TO DO: Only the lines from the opening of the material through the one containing "use nephrite_watson::client::Predictor;" should be reproduced, each exactly as it stands.

PROVIDED INFORMATION:
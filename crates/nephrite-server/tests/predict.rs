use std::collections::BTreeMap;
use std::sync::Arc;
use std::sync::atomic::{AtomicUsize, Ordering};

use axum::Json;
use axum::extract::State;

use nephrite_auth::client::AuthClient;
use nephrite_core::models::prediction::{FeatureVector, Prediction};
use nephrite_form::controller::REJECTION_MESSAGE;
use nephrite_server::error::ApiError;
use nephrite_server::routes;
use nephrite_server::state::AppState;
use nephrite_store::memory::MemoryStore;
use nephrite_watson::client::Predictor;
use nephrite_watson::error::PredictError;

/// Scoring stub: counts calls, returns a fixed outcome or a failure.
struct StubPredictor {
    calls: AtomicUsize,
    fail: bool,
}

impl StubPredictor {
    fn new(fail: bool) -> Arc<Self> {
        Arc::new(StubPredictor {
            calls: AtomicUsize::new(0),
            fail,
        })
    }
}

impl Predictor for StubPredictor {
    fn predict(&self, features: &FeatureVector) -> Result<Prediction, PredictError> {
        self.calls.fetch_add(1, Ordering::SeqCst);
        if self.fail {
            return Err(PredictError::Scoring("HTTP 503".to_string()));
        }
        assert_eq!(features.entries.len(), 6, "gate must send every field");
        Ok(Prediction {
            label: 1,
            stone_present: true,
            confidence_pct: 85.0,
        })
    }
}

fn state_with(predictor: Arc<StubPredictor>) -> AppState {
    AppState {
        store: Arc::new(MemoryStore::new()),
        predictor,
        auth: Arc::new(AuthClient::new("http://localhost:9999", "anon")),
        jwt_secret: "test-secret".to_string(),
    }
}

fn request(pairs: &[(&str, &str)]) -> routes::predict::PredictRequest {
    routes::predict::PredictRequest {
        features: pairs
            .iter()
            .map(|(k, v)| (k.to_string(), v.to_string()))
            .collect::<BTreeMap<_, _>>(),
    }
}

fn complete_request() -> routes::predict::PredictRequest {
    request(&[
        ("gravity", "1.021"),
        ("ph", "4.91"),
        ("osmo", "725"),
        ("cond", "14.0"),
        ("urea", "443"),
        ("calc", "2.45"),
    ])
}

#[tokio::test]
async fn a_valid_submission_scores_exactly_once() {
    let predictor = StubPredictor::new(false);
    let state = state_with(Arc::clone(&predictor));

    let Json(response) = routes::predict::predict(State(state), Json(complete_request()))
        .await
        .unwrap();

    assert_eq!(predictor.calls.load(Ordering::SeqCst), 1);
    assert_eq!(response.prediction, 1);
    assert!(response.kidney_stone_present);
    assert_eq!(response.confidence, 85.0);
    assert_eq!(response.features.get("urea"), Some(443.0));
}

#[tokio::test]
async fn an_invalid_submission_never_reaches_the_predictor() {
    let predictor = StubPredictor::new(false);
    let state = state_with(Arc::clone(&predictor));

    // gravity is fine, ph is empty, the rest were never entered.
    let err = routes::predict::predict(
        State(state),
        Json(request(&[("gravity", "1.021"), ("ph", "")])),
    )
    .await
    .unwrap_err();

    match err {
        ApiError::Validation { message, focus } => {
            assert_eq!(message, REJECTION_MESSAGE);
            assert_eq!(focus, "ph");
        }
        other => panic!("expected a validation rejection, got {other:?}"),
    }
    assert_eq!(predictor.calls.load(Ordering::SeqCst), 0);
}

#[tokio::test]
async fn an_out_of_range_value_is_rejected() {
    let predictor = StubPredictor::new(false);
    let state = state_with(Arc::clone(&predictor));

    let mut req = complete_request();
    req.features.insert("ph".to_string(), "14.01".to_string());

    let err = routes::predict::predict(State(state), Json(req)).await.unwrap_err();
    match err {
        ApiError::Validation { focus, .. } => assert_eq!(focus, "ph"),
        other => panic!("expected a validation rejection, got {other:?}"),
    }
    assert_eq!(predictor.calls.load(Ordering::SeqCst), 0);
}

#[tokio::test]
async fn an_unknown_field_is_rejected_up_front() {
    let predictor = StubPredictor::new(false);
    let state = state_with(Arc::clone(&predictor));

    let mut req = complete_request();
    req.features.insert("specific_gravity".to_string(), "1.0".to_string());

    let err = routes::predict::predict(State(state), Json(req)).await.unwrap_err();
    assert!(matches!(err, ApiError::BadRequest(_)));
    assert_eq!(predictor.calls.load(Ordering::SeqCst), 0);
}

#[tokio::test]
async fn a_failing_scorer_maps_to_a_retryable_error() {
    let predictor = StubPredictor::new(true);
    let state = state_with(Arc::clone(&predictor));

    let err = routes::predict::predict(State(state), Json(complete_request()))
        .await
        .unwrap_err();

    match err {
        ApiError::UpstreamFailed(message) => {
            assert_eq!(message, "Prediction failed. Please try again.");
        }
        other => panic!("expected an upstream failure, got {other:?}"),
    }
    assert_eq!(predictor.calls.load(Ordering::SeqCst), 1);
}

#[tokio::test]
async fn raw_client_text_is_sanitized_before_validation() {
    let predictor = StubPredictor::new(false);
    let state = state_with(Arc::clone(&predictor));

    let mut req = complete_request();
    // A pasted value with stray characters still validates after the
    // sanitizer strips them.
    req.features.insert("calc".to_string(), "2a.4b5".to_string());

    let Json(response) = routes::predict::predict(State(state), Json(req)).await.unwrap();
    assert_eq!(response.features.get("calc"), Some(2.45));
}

TASK OUTPUT:
filename crates/nephrite-server/tests/predict.rs
use std::collections::BTreeMap;
use std::sync::Arc;
use std::sync::atomic::{AtomicUsize, Ordering};

use axum::Json;
use axum::extract::State;

use nephrite_auth::client::AuthClient;
use nephrite_core::models::prediction::{FeatureVector, Prediction};
use nephrite_form::controller::REJECTION_MESSAGE;
use nephrite_server::error::ApiError;
use nephrite_server::routes;
use nephrite_server::state::AppState;
use nephrite_store::memory::MemoryStore;
use nephrite_watson::client::Predictor;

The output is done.